Studio album by Električni orgazam
- Released: June 1, 2018 July 12, 2018 (vinyl record)
- Genre: Rock
- Label: Mascom Records

Električni orgazam chronology
| To što vidiš to i jeste (2010) | Gde smo sad? (2018) |  |

= Gde smo sad? =

Gde smo sad? (trans. Where are we now?) is the twelfth studio album by Serbian rock group Električni orgazam. It was recorded in the period 2012–2018. The album contains nine songs, of which the hits are the title track, "Bio sam loš", "Istok, zapad, sever jug", "Bila si kao san", and "Duga topla noć".

According to Gile, from time to time we all need to ask ourselves "where are we now", in this moment, in our lives, because we spend too much time in the past or future, and rarely in the present moment.

== Background ==
In 2013, the group had performed in Warsaw. The album from that concert is called Warszava '13. 3 years later, the group releases an album called Puštaj muziku! whose material was recorded at a concert on December 28, 2015, on the occasion of 35 years of work. This was the first album on the vinyl record in 22 years.

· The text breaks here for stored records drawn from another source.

//! Sequences: ordered multisets of record references.
//!
//! A sequence holds `{record key, cached name, payload}` tuples. It is the
//! first-class query collection of the scripting language (there called an
//! indiset) and the result type of the lineage closure operations. Order is
//! insertion order until a sort is requested; a sort-state flag remembers
//! which order the elements are in.
//!
//! Sequences own their element tuples but never the records they reference;
//! operations that resolve keys take the owning [`Database`] as an argument.

use std::collections::{HashSet, VecDeque};

use crate::database::Database;
use crate::interp::pvalue::PValue;
use crate::lineage;
use crate::name::{compare_names, exact_match};
use crate::record::compare_record_keys;
use crate::writer::GedcomWriter;

/// The sorted states a sequence can be in.
#[derive(Debug, Clone, Copy, PartialEq, Eq, Default)]
pub enum SortState {
    /// Insertion order.
    #[default]
    Unsorted,
    /// Sorted by record key, shorter keys first.
    KeySorted,
    /// Sorted by cached name.
    NameSorted,
}

/// One element of a sequence.
#[derive(Debug, Clone, Default)]
pub struct SequenceEl {
    key: String,
    name: Option<String>,
    value: Option<PValue>,
}

impl SequenceEl {
    /// Creates an element for a record key with an optional payload.
    #[must_use]
    pub fn new(key: &str, value: Option<PValue>) -> Self {
        SequenceEl {
            key: key.to_string(),
            name: None,
            value,
        }
    }

    /// Returns the record key.
    #[must_use]
    pub fn key(&self) -> &str {
        &self.key
    }

    /// Returns the cached name, set by a name sort.
    #[must_use]
    pub fn name(&self) -> Option<&str> {
        self.name.as_deref()
    }

    /// Returns the payload.
    #[must_use]
    pub fn value(&self) -> Option<&PValue> {
        self.value.as_ref()
    }
}

/// An ordered, possibly duplicating collection of record references.
#[derive(Debug, Clone, Default)]
pub struct Sequence {
    elements: Vec<SequenceEl>,
    sort: SortState,
}

impl Sequence {
    /// Creates an empty sequence.
    #[must_use]
    pub fn new() -> Self {
        Sequence::default()
    }

    /// Returns the number of elements, duplicates included.
    #[must_use]
    pub fn len(&self) -> usize {
        self.elements.len()
    }

    /// Returns true if the sequence has no elements.
    #[must_use]
    pub fn is_empty(&self) -> bool {
        self.elements.is_empty()
    }

    /// Returns the current sort state.
    #[must_use]
    pub fn sort_state(&self) -> SortState {
        self.sort
    }

    /// Appends an element for `key`. Duplicates are permitted; the sequence
    /// becomes unsorted.
    pub fn append(&mut self, key: &str, value: Option<PValue>) {
        self.elements.push(SequenceEl::new(key, value));
        self.sort = SortState::Unsorted;
    }

    /// Appends an already built element.
    pub fn append_element(&mut self, element: SequenceEl) {
        self.elements.push(element);
        self.sort = SortState::Unsorted;
    }

    /// Appends every element of another sequence.
    pub fn append_sequence(&mut self, other: &Sequence) {
        self.elements.extend(other.elements.iter().cloned());
        self.sort = SortState::Unsorted;
    }

    /// Returns true if some element has the given key. Linear scan.
    #[must_use]
    pub fn is_in(&self, key: &str) -> bool {
        self.elements.iter().any(|el| el.key == key)
    }

    /// Removes the earliest element with the given key. Returns false when
    /// no element has it.
    pub fn remove_first(&mut self, key: &str) -> bool {
        match self.elements.iter().position(|el| el.key == key) {
            Some(index) => {
                self.elements.remove(index);
                true
            }
            None => false,
        }
    }

    /// Returns the element at `index`.
    #[must_use]
    pub fn element(&self, index: usize) -> Option<&SequenceEl> {
        self.elements.get(index)
    }

    /// Iterates the elements in their current order.
    pub fn iter(&self) -> std::slice::Iter<'_, SequenceEl> {
        self.elements.iter()
    }

    /// Iterates the record keys in their current order.
    pub fn keys(&self) -> impl Iterator<Item = &str> {
        self.elements.iter().map(|el| el.key.as_str())
    }

    /// Stable-sorts the elements by record key, shorter keys first.
    pub fn key_sort(&mut self) {
        if self.sort == SortState::KeySorted {
            return;
        }
        self.elements
            .sort_by(|a, b| compare_record_keys(&a.key, &b.key));
        self.sort = SortState::KeySorted;
    }

    /// Resolves and caches each element's person name, then stable-sorts by
    /// name. Elements that do not resolve to persons sort with an empty
    /// name.
    pub fn name_sort(&mut self, database: &Database) {
        for el in &mut self.elements {
            let name = database
                .person(&el.key)
                .and_then(|person| {
                    let name = person.find_child(person.root(), "NAME")?;
                    person.value(name).map(str::to_string)
                })
                .unwrap_or_default();
            el.name = Some(name);
        }
        self.elements.sort_by(|a, b| {
            compare_names(a.name.as_deref().unwrap_or(""), b.name.as_deref().unwrap_or(""))
        });
        self.sort = SortState::NameSorted;
    }

    /// Returns a new sequence holding the first occurrence of each key, in
    /// the order of this sequence.
    #[must_use]
    pub fn unique(&self) -> Sequence {
        let mut seen: HashSet<&str> = HashSet::new();
        let mut out = Sequence::new();
        for el in &self.elements {
            if seen.insert(el.key.as_str()) {
                out.elements.push(el.clone());
            }
        }
        out.sort = self.sort;
        out
    }

    /// Collapses adjacent elements with equal keys. Callers sort first for
    /// a full deduplication.
    pub fn unique_in_place(&mut self) {
        self.elements.dedup_by(|a, b| a.key == b.key);
    }

    /// Renders every record of the sequence as GEDCOM text.
    #[must_use]
    pub fn to_gedcom(&self, database: &Database) -> String {
        let writer = GedcomWriter::new();
        let mut out = String::new();
        for el in &self.elements {
            if let Some(record) = database.record(&el.key) {
                out.push_str(&writer.record_to_string(record));
            }
        }
        out
    }
}

impl<'a> IntoIterator for &'a Sequence {
    type Item = &'a SequenceEl;
    type IntoIter = std::slice::Iter<'a, SequenceEl>;

    fn into_iter(self) -> Self::IntoIter {
        self.elements.iter()
    }
}

fn sorted_unique_keys(sequence: &Sequence) -> Vec<&str> {
    let mut keys: Vec<&str> = sequence.keys().collect();
    keys.sort_by(|a, b| compare_record_keys(a, b));
    keys.dedup();
    keys
}

/// Returns the union of two sequences as sets of keys, in key order.
#[must_use]
pub fn union_sequence(a: &Sequence, b: &Sequence) -> Sequence {
    let keys_a = sorted_unique_keys(a);
    let keys_b = sorted_unique_keys(b);
    let mut out = Sequence::new();
    let (mut i, mut j) = (0, 0);
    while i < keys_a.len() || j < keys_b.len() {
        let next = match (keys_a.get(i), keys_b.get(j)) {
            (Some(&x), Some(&y)) => match compare_record_keys(x, y) {
                std::cmp::Ordering::Less => {
                    i += 1;
                    x
                }
                std::cmp::Ordering::Greater => {
                    j += 1;
                    y
                }
                std::cmp::Ordering::Equal => {
                    i += 1;
                    j += 1;
                    x
                }
            },
            (Some(&x), None) => {
                i += 1;
                x
            }
            (None, Some(&y)) => {
                j += 1;
                y
            }
            (None, None) => break,
        };
        out.append(next, None);
    }
    out.sort = SortState::KeySorted;
    out
}

/// Returns the intersection of two sequences as sets of keys, in key order.
#[must_use]
pub fn intersect_sequence(a: &Sequence, b: &Sequence) -> Sequence {
    let keys_b: HashSet<&str> = b.keys().collect();
    let mut out = Sequence::new();
    for key in sorted_unique_keys(a) {
        if keys_b.contains(key) {
            out.append(key, None);
        }
    }
    out.sort = SortState::KeySorted;
    out
}

/// Returns the elements of `a` whose keys are not in `b`, in key order.
#[must_use]
pub fn difference_sequence(a: &Sequence, b: &Sequence) -> Sequence {
    let keys_b: HashSet<&str> = b.keys().collect();
    let mut out = Sequence::new();
    for key in sorted_unique_keys(a) {
        if !keys_b.contains(key) {
            out.append(key, None);
        }
    }
    out.sort = SortState::KeySorted;
    out
}

/// Returns the one-step child expansion: every child of every FAMS family
/// of every person in the sequence, each appearing once.
#[must_use]
pub fn child_sequence(database: &Database, sequence: &Sequence) -> Sequence {
    let mut seen: HashSet<String> = HashSet::new();
    let mut out = Sequence::new();
    for key in sequence.keys() {
        let Some(person) = database.person(key) else {
            continue;
        };
        for family in lineage::families_as_spouse(database, person) {
            for child in lineage::child_keys(family) {
                if seen.insert(child.to_string()) {
                    out.append(child, None);
                }
            }
        }
    }
    out
}

/// Returns the one-step parent expansion: every HUSB and WIFE of every FAMC
/// family of every person in the sequence, each appearing once.
#[must_use]
pub fn parent_sequence(database: &Database, sequence: &Sequence) -> Sequence {
    let mut seen: HashSet<String> = HashSet::new();
    let mut out = Sequence::new();
    for key in sequence.keys() {
        let Some(person) = database.person(key) else {
            continue;
        };
        for family in lineage::families_as_child(database, person) {
            for parent in lineage::husband_keys(family).chain(lineage::wife_keys(family)) {
                if seen.insert(parent.to_string()) {
                    out.append(parent, None);
                }
            }
        }
    }
    out
}

/// Returns the one-step spouse expansion of a sequence.
#[must_use]
pub fn spouse_sequence(database: &Database, sequence: &Sequence) -> Sequence {
    let mut seen: HashSet<String> = HashSet::new();
    let mut out = Sequence::new();
    for key in sequence.keys() {
        let Some(person) = database.person(key) else {
            continue;
        };
        for (spouse, _) in lineage::spouses(database, person) {
            let Some(spouse_key) = spouse.key() else {
                continue;
            };
            if seen.insert(spouse_key.to_string()) {
                out.append(spouse_key, None);
            }
        }
    }
    out
}

/// Returns the sibling expansion: the other children of each person's first
/// FAMC family. With `close` the persons themselves are included.
#[must_use]
pub fn sibling_sequence(database: &Database, sequence: &Sequence, close: bool) -> Sequence {
    let mut seen: HashSet<String> = HashSet::new();
    let mut out = Sequence::new();
    for key in sequence.keys() {
        let Some(person) = database.person(key) else {
            continue;
        };
        if close && seen.insert(key.to_string()) {
            out.append(key, None);
        }
        let Some(family) = lineage::person_to_family_as_child(database, person) else {
            continue;
        };
        for sibling in lineage::child_keys(family) {
            if sibling == key && !close {
                continue;
            }
            if seen.insert(sibling.to_string()) {
                out.append(sibling, None);
            }
        }
    }
    out
}

/// Returns the smallest sequence containing every person reachable from the
/// input via FAMC→HUSB/WIFE edges. The inputs themselves are excluded
/// unless `close` is true.
#[must_use]
pub fn ancestor_sequence(database: &Database, sequence: &Sequence, close: bool) -> Sequence {
    closure_sequence(database, sequence, close, parents_of)
}

/// Returns the smallest sequence containing every person reachable from the
/// input via FAMS→CHIL edges. The inputs themselves are excluded unless
/// `close` is true.
#[must_use]
pub fn descendent_sequence(database: &Database, sequence: &Sequence, close: bool) -> Sequence {
    closure_sequence(database, sequence, close, children_of)
}

fn parents_of(database: &Database, key: &str) -> Vec<String> {
    let Some(person) = database.person(key) else {
        return Vec::new();
    };
    lineage::families_as_child(database, person)
        .flat_map(|family| {
            lineage::husband_keys(family)
                .chain(lineage::wife_keys(family))
                .map(str::to_string)
                .collect::<Vec<_>>()
        })
        .collect()
}

fn children_of(database: &Database, key: &str) -> Vec<String> {
    let Some(person) = database.person(key) else {
        return Vec::new();
    };
    lineage::families_as_spouse(database, person)
        .flat_map(|family| lineage::child_keys(family).map(str::to_string).collect::<Vec<_>>())
        .collect()
}

fn closure_sequence(
    database: &Database,
    sequence: &Sequence,
    close: bool,
    step: fn(&Database, &str) -> Vec<String>,
) -> Sequence {
    let mut out = Sequence::new();
    let mut visited: HashSet<String> = HashSet::new();
    let mut queue: VecDeque<String> = VecDeque::new();
    for key in sequence.keys() {
        if visited.insert(key.to_string()) {
            if close {
                out.append(key, None);
            }
            queue.push_back(key.to_string());
        }
    }
    while let Some(key) = queue.pop_front() {
        for next in step(database, &key) {
            if visited.insert(next.clone()) {
                out.append(&next, None);
                queue.push_back(next);
            }
        }
    }
    out
}

/// Returns the sequence of persons whose name matches the query name: the
/// name-key entry filtered by relaxed piece matching.
#[must_use]
pub fn name_to_sequence(name: &str, database: &Database) -> Sequence {
    let mut out = Sequence::new();
    let Some(keys) = database.name_index().search(name) else {
        return out;
    };
    for key in keys {
        let Some(person) = database.person(key) else {
            continue;
        };
        let matched = person
            .tagged_run(person.root(), "NAME")
            .filter_map(|id| person.value(id))
            .any(|candidate| exact_match(name, candidate));
        if matched {
            out.append(key, None);
        }
    }
    out.key_sort();
    out
}

/// Returns a sequence holding the record a user reference maps to, if any.
#[must_use]
pub fn refn_to_sequence(refn: &str, database: &Database) -> Sequence {
    let mut out = Sequence::new();
    if let Some(key) = database.refn_index().search(refn) {
        out.append(key, None);
    }
    out
}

In late April and early May 2018, the group went on a North American tour.

== Album ==
Behind the project Gde smo sad? is a top team. The production of the album is signed by Toni Jurij, with whom the group collaborated on several albums. Blagoje Nedeljković Pače and Zoran Radomirović Švaba joined in and played their parts brilliantly. Tanja Mirković, with whom the band collaborated for the first time, designed the excellent cover, while Goranka Matić is responsible for the photos. The song "Okašuka šakata" is the longest song the group has ever recorded.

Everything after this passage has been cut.